Records from a data collection —
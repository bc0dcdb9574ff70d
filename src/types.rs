use chrono::{NaiveDateTime, TimeDelta};
use rust_decimal::prelude::ToPrimitive;
use rust_decimal::Decimal;
use std::fmt;
use std::str::FromStr;
use std::sync::Arc;
use uuid::Uuid;

use crate::error::ArgumentError;

//==============================================================================
// Type identity
//==============================================================================

/// Identity of a property type that a converter produces and consumes.
#[derive(Debug, Clone, PartialEq, Eq, Hash)]
pub enum TypeTag {
    Bool,
    U8,
    I8,
    I16,
    U16,
    I32,
    U32,
    I64,
    U64,
    F32,
    F64,
    Decimal,
    Char,
    String,
    DateTime,
    TimeSpan,
    Guid,
    /// An enumeration with named ordinals
    Enum(Arc<EnumType>),
    /// Optional value type (`T?`)
    Nullable(Box<TypeTag>),
    /// Sequence/collection of `T` (`T[]`)
    Sequence(Box<TypeTag>),
    /// A caller-defined type; resolves only through explicit registration
    Named(String),
}

/// Built-in scalar tags, in registration order.
pub const SCALAR_TYPES: [TypeTag; 17] = [
    TypeTag::Bool,
    TypeTag::U8,
    TypeTag::I8,
    TypeTag::I16,
    TypeTag::U16,
    TypeTag::I32,
    TypeTag::U32,
    TypeTag::I64,
    TypeTag::U64,
    TypeTag::F32,
    TypeTag::F64,
    TypeTag::Decimal,
    TypeTag::Char,
    TypeTag::String,
    TypeTag::DateTime,
    TypeTag::TimeSpan,
    TypeTag::Guid,
];

impl TypeTag {
    pub fn nullable(inner: TypeTag) -> Self {
        TypeTag::Nullable(Box::new(inner))
    }

    pub fn sequence(item: TypeTag) -> Self {
        TypeTag::Sequence(Box::new(item))
    }

    pub fn enumeration(ty: EnumType) -> Self {
        TypeTag::Enum(Arc::new(ty))
    }

    /// Value types can be wrapped in `Nullable`.
    pub fn is_value_type(&self) -> bool {
        !matches!(
            self,
            TypeTag::String | TypeTag::Nullable(_) | TypeTag::Sequence(_) | TypeTag::Named(_)
        )
    }

    /// True for `Nullable(T)` where `T` is a value type.
    pub fn is_nullable(&self) -> bool {
        match self {
            TypeTag::Nullable(inner) => inner.is_value_type(),
            _ => false,
        }
    }

    pub fn is_enum(&self) -> bool {
        matches!(self, TypeTag::Enum(_))
    }

    pub fn is_sequence(&self) -> bool {
        matches!(self, TypeTag::Sequence(_))
    }

    pub fn is_scalar(&self) -> bool {
        SCALAR_TYPES.contains(self)
    }

    /// Parse a type name, resolving non-builtin identifiers through `lookup_enum`.
    ///
    /// Accepts `T?`, `Option<T>`, `T[]` and `Vec<T>` wrappers. Identifiers that
    /// are neither builtin nor a known enum become [`TypeTag::Named`].
    pub fn parse_with<F>(name: &str, lookup_enum: &F) -> Result<Self, ArgumentError>
    where
        F: Fn(&str) -> Option<Arc<EnumType>>,
    {
        let name = name.trim();
        if name.is_empty() {
            return Err(ArgumentError::new("type name is empty"));
        }

        if let Some(inner) = name.strip_suffix('?') {
            return Ok(TypeTag::nullable(Self::parse_with(inner, lookup_enum)?));
        }
        if let Some(inner) = name.strip_suffix("[]") {
            return Ok(TypeTag::sequence(Self::parse_with(inner, lookup_enum)?));
        }
        if let Some(inner) = strip_generic(name, "Option") {
            return Ok(TypeTag::nullable(Self::parse_with(inner, lookup_enum)?));
        }
        if let Some(inner) = strip_generic(name, "Vec") {
            return Ok(TypeTag::sequence(Self::parse_with(inner, lookup_enum)?));
        }

        if let Some(tag) = builtin_alias(name) {
            return Ok(tag);
        }
        if let Some(ty) = lookup_enum(name) {
            return Ok(TypeTag::Enum(ty));
        }
        if name.chars().all(|c| c.is_alphanumeric() || c == '_' || c == '.') {
            return Ok(TypeTag::Named(name.to_string()));
        }
        Err(ArgumentError::new(format!("'{}' is not a valid type name", name)))
    }
}

fn strip_generic<'a>(name: &'a str, wrapper: &str) -> Option<&'a str> {
    name.strip_prefix(wrapper)?
        .trim_start()
        .strip_prefix('<')?
        .strip_suffix('>')
}

fn builtin_alias(name: &str) -> Option<TypeTag> {
    let tag = match name.to_ascii_lowercase().as_str() {
        "bool" | "boolean" => TypeTag::Bool,
        "u8" | "byte" => TypeTag::U8,
        "i8" | "sbyte" => TypeTag::I8,
        "i16" | "short" | "int16" => TypeTag::I16,
        "u16" | "ushort" | "uint16" => TypeTag::U16,
        "i32" | "int" | "int32" => TypeTag::I32,
        "u32" | "uint" | "uint32" => TypeTag::U32,
        "i64" | "long" | "int64" => TypeTag::I64,
        "u64" | "ulong" | "uint64" => TypeTag::U64,
        "f32" | "float" | "single" => TypeTag::F32,
        "f64" | "double" => TypeTag::F64,
        "decimal" => TypeTag::Decimal,
        "char" => TypeTag::Char,
        "string" | "str" => TypeTag::String,
        "datetime" | "date" => TypeTag::DateTime,
        "timespan" | "duration" => TypeTag::TimeSpan,
        "guid" | "uuid" => TypeTag::Guid,
        _ => return None,
    };
    Some(tag)
}

impl FromStr for TypeTag {
    type Err = ArgumentError;

    fn from_str(s: &str) -> Result<Self, Self::Err> {
        Self::parse_with(s, &|_| None)
    }
}

impl fmt::Display for TypeTag {
    fn fmt(&self, f: &mut fmt::Formatter<'_>) -> fmt::Result {
        match self {
            TypeTag::Bool => f.write_str("bool"),
            TypeTag::U8 => f.write_str("u8"),
            TypeTag::I8 => f.write_str("i8"),
            TypeTag::I16 => f.write_str("i16"),
            TypeTag::U16 => f.write_str("u16"),
            TypeTag::I32 => f.write_str("i32"),
            TypeTag::U32 => f.write_str("u32"),
            TypeTag::I64 => f.write_str("i64"),
            TypeTag::U64 => f.write_str("u64"),
            TypeTag::F32 => f.write_str("f32"),
            TypeTag::F64 => f.write_str("f64"),
            TypeTag::Decimal => f.write_str("decimal"),
            TypeTag::Char => f.write_str("char"),
            TypeTag::String => f.write_str("string"),
            TypeTag::DateTime => f.write_str("datetime"),
            TypeTag::TimeSpan => f.write_str("timespan"),
            TypeTag::Guid => f.write_str("guid"),
            TypeTag::Enum(ty) => f.write_str(ty.name()),
            TypeTag::Nullable(inner) => write!(f, "{}?", inner),
            TypeTag::Sequence(item) => write!(f, "{}[]", item),
            TypeTag::Named(name) => f.write_str(name),
        }
    }
}

//==============================================================================
// Enumerations
//==============================================================================

/// Description of an enumeration: its name and `(name, ordinal)` members.
#[derive(Debug, Clone, PartialEq, Eq, Hash)]
pub struct EnumType {
    name: String,
    variants: Vec<(String, i64)>,
    flags: bool,
}

impl EnumType {
    pub fn new<N, I, S>(name: N, variants: I) -> Self
    where
        N: Into<String>,
        I: IntoIterator<Item = (S, i64)>,
        S: Into<String>,
    {
        Self {
            name: name.into(),
            variants: variants
                .into_iter()
                .map(|(variant, value)| (variant.into(), value))
                .collect(),
            flags: false,
        }
    }

    /// Mark the enumeration as a bit-flag set (values may be combined).
    pub fn with_flags(mut self, flags: bool) -> Self {
        self.flags = flags;
        self
    }

    pub fn name(&self) -> &str {
        &self.name
    }

    pub fn variants(&self) -> &[(String, i64)] {
        &self.variants
    }

    pub fn is_flags(&self) -> bool {
        self.flags
    }

    /// Case-insensitive member lookup by name.
    pub fn value_of(&self, name: &str) -> Option<i64> {
        let name = name.to_lowercase();
        self.variants
            .iter()
            .find(|(variant, _)| variant.to_lowercase() == name)
            .map(|(_, value)| *value)
    }

    /// Name of the first member with exactly this ordinal.
    pub fn name_of(&self, value: i64) -> Option<&str> {
        self.variants
            .iter()
            .find(|(_, v)| *v == value)
            .map(|(variant, _)| variant.as_str())
    }
}

/// A value of an [`EnumType`]. The ordinal does not have to name a member.
#[derive(Debug, Clone, PartialEq, Eq, Hash)]
pub struct EnumValue {
    pub ty: Arc<EnumType>,
    pub value: i64,
}

impl EnumValue {
    pub fn new(ty: Arc<EnumType>, value: i64) -> Self {
        Self { ty, value }
    }

    /// Symbolic form: the member name, a `"A, B"` combination for flags
    /// enums, or the bare ordinal when nothing matches.
    pub fn name(&self) -> String {
        if let Some(name) = self.ty.name_of(self.value) {
            return name.to_string();
        }
        if self.ty.is_flags() && self.value > 0 {
            let mut remaining = self.value;
            let mut parts = Vec::new();
            for (variant, bits) in self.ty.variants() {
                if *bits != 0 && remaining & bits == *bits {
                    parts.push(variant.as_str());
                    remaining &= !bits;
                }
            }
            if remaining == 0 && !parts.is_empty() {
                return parts.join(", ");
            }
        }
        self.value.to_string()
    }
}

//==============================================================================
// Raw cell values
//==============================================================================

/// A value as read from, or written to, a spreadsheet cell.
#[derive(Debug, Clone, PartialEq, Default)]
pub enum CellValue {
    /// Absent / blank cell
    #[default]
    Empty,
    String(String),
    /// Every number is stored as a double
    Number(f64),
    Bool(bool),
    /// Native date cell
    DateTime(NaiveDateTime),
    /// Native duration cell, for engines that have one
    Duration(TimeDelta),
}

impl CellValue {
    pub fn is_empty(&self) -> bool {
        matches!(self, CellValue::Empty)
    }

    pub fn as_str(&self) -> Option<&str> {
        match self {
            CellValue::String(s) => Some(s),
            _ => None,
        }
    }

    /// Get the storage type name as a string
    pub fn type_name(&self) -> &'static str {
        match self {
            CellValue::Empty => "Empty",
            CellValue::String(_) => "String",
            CellValue::Number(_) => "Number",
            CellValue::Bool(_) => "Boolean",
            CellValue::DateTime(_) => "DateTime",
            CellValue::Duration(_) => "Duration",
        }
    }
}

impl From<&str> for CellValue {
    fn from(value: &str) -> Self {
        CellValue::String(value.to_string())
    }
}

impl From<String> for CellValue {
    fn from(value: String) -> Self {
        CellValue::String(value)
    }
}

impl From<f64> for CellValue {
    fn from(value: f64) -> Self {
        CellValue::Number(value)
    }
}

impl From<bool> for CellValue {
    fn from(value: bool) -> Self {
        CellValue::Bool(value)
    }
}

impl From<NaiveDateTime> for CellValue {
    fn from(value: NaiveDateTime) -> Self {
        CellValue::DateTime(value)
    }
}

impl<T: Into<CellValue>> From<Option<T>> for CellValue {
    fn from(value: Option<T>) -> Self {
        value.map_or(CellValue::Empty, Into::into)
    }
}

impl fmt::Display for CellValue {
    fn fmt(&self, f: &mut fmt::Formatter<'_>) -> fmt::Result {
        match self {
            CellValue::Empty => Ok(()),
            CellValue::String(s) => f.write_str(s),
            CellValue::Number(n) => write!(f, "{}", n),
            CellValue::Bool(b) => write!(f, "{}", b),
            CellValue::DateTime(dt) => write!(f, "{}", dt.format("%Y-%m-%dT%H:%M:%S%.f")),
            CellValue::Duration(d) => f.write_str(&crate::convert::timespan::format_timespan(*d)),
        }
    }
}

//==============================================================================
// Typed values
//==============================================================================

/// A strongly-typed property value.
#[derive(Debug, Clone, PartialEq)]
pub enum TypedValue {
    Null,
    Bool(bool),
    U8(u8),
    I8(i8),
    I16(i16),
    U16(u16),
    I32(i32),
    U32(u32),
    I64(i64),
    U64(u64),
    F32(f32),
    F64(f64),
    Decimal(Decimal),
    Char(char),
    String(String),
    DateTime(NaiveDateTime),
    TimeSpan(TimeDelta),
    Guid(Uuid),
    Enum(EnumValue),
}

impl TypedValue {
    pub fn is_null(&self) -> bool {
        matches!(self, TypedValue::Null)
    }

    /// Get the type name as a string
    pub fn type_name(&self) -> &'static str {
        match self {
            TypedValue::Null => "null",
            TypedValue::Bool(_) => "bool",
            TypedValue::U8(_) => "u8",
            TypedValue::I8(_) => "i8",
            TypedValue::I16(_) => "i16",
            TypedValue::U16(_) => "u16",
            TypedValue::I32(_) => "i32",
            TypedValue::U32(_) => "u32",
            TypedValue::I64(_) => "i64",
            TypedValue::U64(_) => "u64",
            TypedValue::F32(_) => "f32",
            TypedValue::F64(_) => "f64",
            TypedValue::Decimal(_) => "decimal",
            TypedValue::Char(_) => "char",
            TypedValue::String(_) => "string",
            TypedValue::DateTime(_) => "datetime",
            TypedValue::TimeSpan(_) => "timespan",
            TypedValue::Guid(_) => "guid",
            TypedValue::Enum(_) => "enum",
        }
    }

    /// The value in the shape a cell stores natively, without stringification.
    pub fn to_native_cell(&self) -> CellValue {
        match self {
            TypedValue::Null => CellValue::Empty,
            TypedValue::Bool(b) => CellValue::Bool(*b),
            TypedValue::U8(v) => CellValue::Number(f64::from(*v)),
            TypedValue::I8(v) => CellValue::Number(f64::from(*v)),
            TypedValue::I16(v) => CellValue::Number(f64::from(*v)),
            TypedValue::U16(v) => CellValue::Number(f64::from(*v)),
            TypedValue::I32(v) => CellValue::Number(f64::from(*v)),
            TypedValue::U32(v) => CellValue::Number(f64::from(*v)),
            TypedValue::I64(v) => CellValue::Number(*v as f64),
            TypedValue::U64(v) => CellValue::Number(*v as f64),
            TypedValue::F32(v) => CellValue::Number(f64::from(*v)),
            TypedValue::F64(v) => CellValue::Number(*v),
            TypedValue::Decimal(d) => CellValue::Number(d.to_f64().unwrap_or(f64::NAN)),
            TypedValue::Char(c) => CellValue::String(c.to_string()),
            TypedValue::String(s) => CellValue::String(s.clone()),
            TypedValue::DateTime(dt) => CellValue::DateTime(*dt),
            TypedValue::TimeSpan(d) => CellValue::Duration(*d),
            TypedValue::Guid(g) => CellValue::String(g.hyphenated().to_string()),
            TypedValue::Enum(e) => CellValue::String(e.name()),
        }
    }
}

impl fmt::Display for TypedValue {
    fn fmt(&self, f: &mut fmt::Formatter<'_>) -> fmt::Result {
        let text = crate::convert::render_text(self, crate::policy::Culture::invariant());
        f.write_str(text.as_deref().unwrap_or(""))
    }
}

WHAT IS NEEDED —
Copy out every line of the data that includes the word "None".

REPLY —
        _ => return None,
        Self::parse_with(s, &|_| None)
            _ => None,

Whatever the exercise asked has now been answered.